Subfamily FORMICINAE
Tribe FORMICINI

Polyergus breviceps Emery
Polyergus breviceps, full face view of a worker. (click image to enlarge).
Photo courtesy of http://www.antweb.org/
Polyergus breviceps, profile view of worker. (click image to enlarge).
Photo courtesy of http://www.antweb.org/

Overview
Polyergus workers can be easily recognized by their large size (approximately 4.0 - 7.0 mm long), yellowish-red to dark reddish-brown coloration, and possession of sickle-shaped (falcate) mandibles with minute serrations on inner border.

Polyergus species are obligatory or true slave-making ants. In nest founding, the female enters a nest of the host species, eventually kills the rightful queen, and uses the host workers to tend her brood. Polyergus colonies conduct slave raids on nests of various species of Formica, and workers of the host are taken and used by the Polyergus colony to feed and rear the brood and excavate the nest. Polyergus workers are incapable of surviving without slaves. In laboratory colonies, a colony without slaves will starve to death even when plentiful food is available. (Hedlund, 2007; King and Trager, 2007)

Identification
Overall length approximately 4.0 - 6.0 mm. Color, dark reddish-brown sometimes with parts or all of gaster infuscated or blackish. Body subopaque to shining, but gaster opaque in appearance because of dense pubescence. Head approximately as wide as long, sides of head converge above eyes, occipital border feebly emarginate. Eye not noticeably convex, longer than wide, situated more than its greatest diameter from the mandibular base. Antennal scape short, not as long as length of interocular distance, and enlarged at apex forming a prominent club. Frontal carina short, diverging posteriorly. Ocelli small. Clypeus twice as wide as long or more, subcarinate, anterior border broadly emarginate medially. Mandible falcate, flattened and with minute serrations along inner border. Alitrunk short and stout, with distinct promesonotal suture. Mesonotum not strongly convex. Propodeum bluntly rounded where declivity meets base. Petiole erect, thickened anteroposteriorly, more convex anteriorly than posteriorly, superior border blunt and subtruncate. Mandibles, clypeus, pronotum, prosternum, coxae, trochanters, flexor surfaces of legs, petiole and gaster with erect hairs. Pubescence on body appressed, and sparse, except on gaster where it is dense. (Identification from Smith, 1947).
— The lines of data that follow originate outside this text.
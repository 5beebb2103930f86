//! Per-connection session handling

use crate::server::decode::PayloadDecoder;
use crate::server::storage::LogStorage;
use std::io::ErrorKind;
use std::sync::Arc;
use std::time::Duration;
use tokio::io::{AsyncRead, AsyncReadExt, AsyncWrite, AsyncWriteExt};
use tokio::time::timeout;
use tracing::{debug, error, warn};

/// Acknowledgment sent after a chunk is accepted for processing.
///
/// Fire-and-forget: it signals "bytes accepted", not "durably written".
pub const ACK: &[u8] = b"Data received";

/// Why a session ended
#[derive(Debug, Clone, Copy, PartialEq, Eq)]
pub enum SessionEnd {
    /// The peer closed the connection
    PeerClosed,
    /// No data arrived within the idle timeout
    TimedOut,
    /// The peer reset the connection
    Reset,
    /// Some other transport-level failure occurred
    TransportError,
    /// A log write failed; the session is closed rather than retried
    WriteFailed,
}

/// One accepted connection: reads chunks, decodes them, persists decodable
/// ones and acknowledges the peer. Undecodable chunks are discarded without
/// closing the connection.
///
/// `run` consumes the session, so the stream is dropped exactly once on
/// every exit path.
pub struct Session<S, D> {
    stream: S,
    peer_ip: String,
    decoder: D,
    storage: Arc<LogStorage>,
    buffer_size: usize,
    idle_timeout: Duration,
}

impl<S, D> Session<S, D>
where
    S: AsyncRead + AsyncWrite + Unpin + Send,
    D: PayloadDecoder,
{
    /// Create a session over an accepted stream
    pub fn new(
        stream: S,
        peer_ip: String,
        decoder: D,
        storage: Arc<LogStorage>,
        buffer_size: usize,
        idle_timeout: Duration,
    ) -> Self {
        Self {
            stream,
            peer_ip,
            decoder,
            storage,
            buffer_size,
            idle_timeout,
        }
    }

    /// Drive the session until it terminates
    pub async fn run(mut self) -> SessionEnd {
        let mut buf = vec![0u8; self.buffer_size];

        loop {
            let n = match timeout(self.idle_timeout, self.stream.read(&mut buf)).await {
                Err(_) => {
                    warn!(peer = %self.peer_ip, "Connection timed out, closing");
                    return SessionEnd::TimedOut;
                }
                Ok(Ok(0)) => {
                    debug!(peer = %self.peer_ip, "Peer closed connection");
                    return SessionEnd::PeerClosed;
                }
                Ok(Ok(n)) => n,
                Ok(Err(e)) if e.kind() == ErrorKind::ConnectionReset => {
                    warn!(peer = %self.peer_ip, "Connection reset by peer");
                    return SessionEnd::Reset;
                }
                Ok(Err(e)) => {
                    warn!(peer = %self.peer_ip, error = %e, "Transport error, closing session");
                    return SessionEnd::TransportError;
                }
            };

            let text = match self.decoder.decode(&buf[..n]) {
                Some(text) => text,
                None => {
                    warn!(peer = %self.peer_ip, "Received data could not be decoded, discarding chunk");
                    continue;
                }
            };

            if let Err(e) = self.storage.append(&self.peer_ip, &text).await {
                error!(peer = %self.peer_ip, error = %e, "Failed to persist chunk, closing session");
                return SessionEnd::WriteFailed;
            }

            // Ack failures are not fatal; the peer simply never sees the reply.
            if let Err(e) = self.stream.write_all(ACK).await {
                warn!(peer = %self.peer_ip, error = %e, "Failed to send acknowledgment");
            }
        }
    }
}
This species can be separated from other Polyergus species in the southeastern United States by its shorter antennal scapes, which are shorter than the interocular distance, clubbed appearance of antennal scape, and the more densely pubescent gaster.

Biology and Economic Importance
As with other Polyergus species, P. breviceps are obligate slave-makers. They have been reported to use the following species as hosts: Formica altipetens Wheeler, F. argentea Wheeler, F. fusca L., F. lepida Wheeler, F. montana Emery, F. neoclara Emery, F. neorufibarbis Emery, F. pallidefulva Latreille, and F. subpolita Mayr (Smith, 1979). I have also collected this species with F. subsericea Say in Arkansas.

Alates of this specie have been collected in the summer.

Distribution
Smith (1979) gives the distribution of this species as Ontario, Michigan. west to British Columbia south to Indiana, Illinois, Missouri, Kansas, New Mexico, Arizona, and California. The MEM has also collected this species in Conway County, Arkansas.

Literature Cited
Hedlund, K. S. 2007. The Ants: North America Catalog: Genus Polyergus. http://www.cs.unc.edu/~hedlund/playpen/dev/ants/catalog/ (accessed 6 June 2008).

King, J. R. and J. C. Trager. 2007. Natural history of the slave making ant, Polyergus lucidus, sensu lato in northern Florida and its three Formica pallidefulva group hosts. 14 pp. Journal of Insect Science 7: 42, available online: insectscience.org/7.42

Smith, D. R. 1979.  In Catalog of Hymenoptera in America north of Mexico. Smithsonian Institution Press, Washington D. C.  Vol. 2, pp. 1323-1427. 

Smith, M. R. 1947. A Study of Polyergus in the United States, based on the workers (Hymenoptera: Formicidae). The American Midland Naturalist 38: 150-161.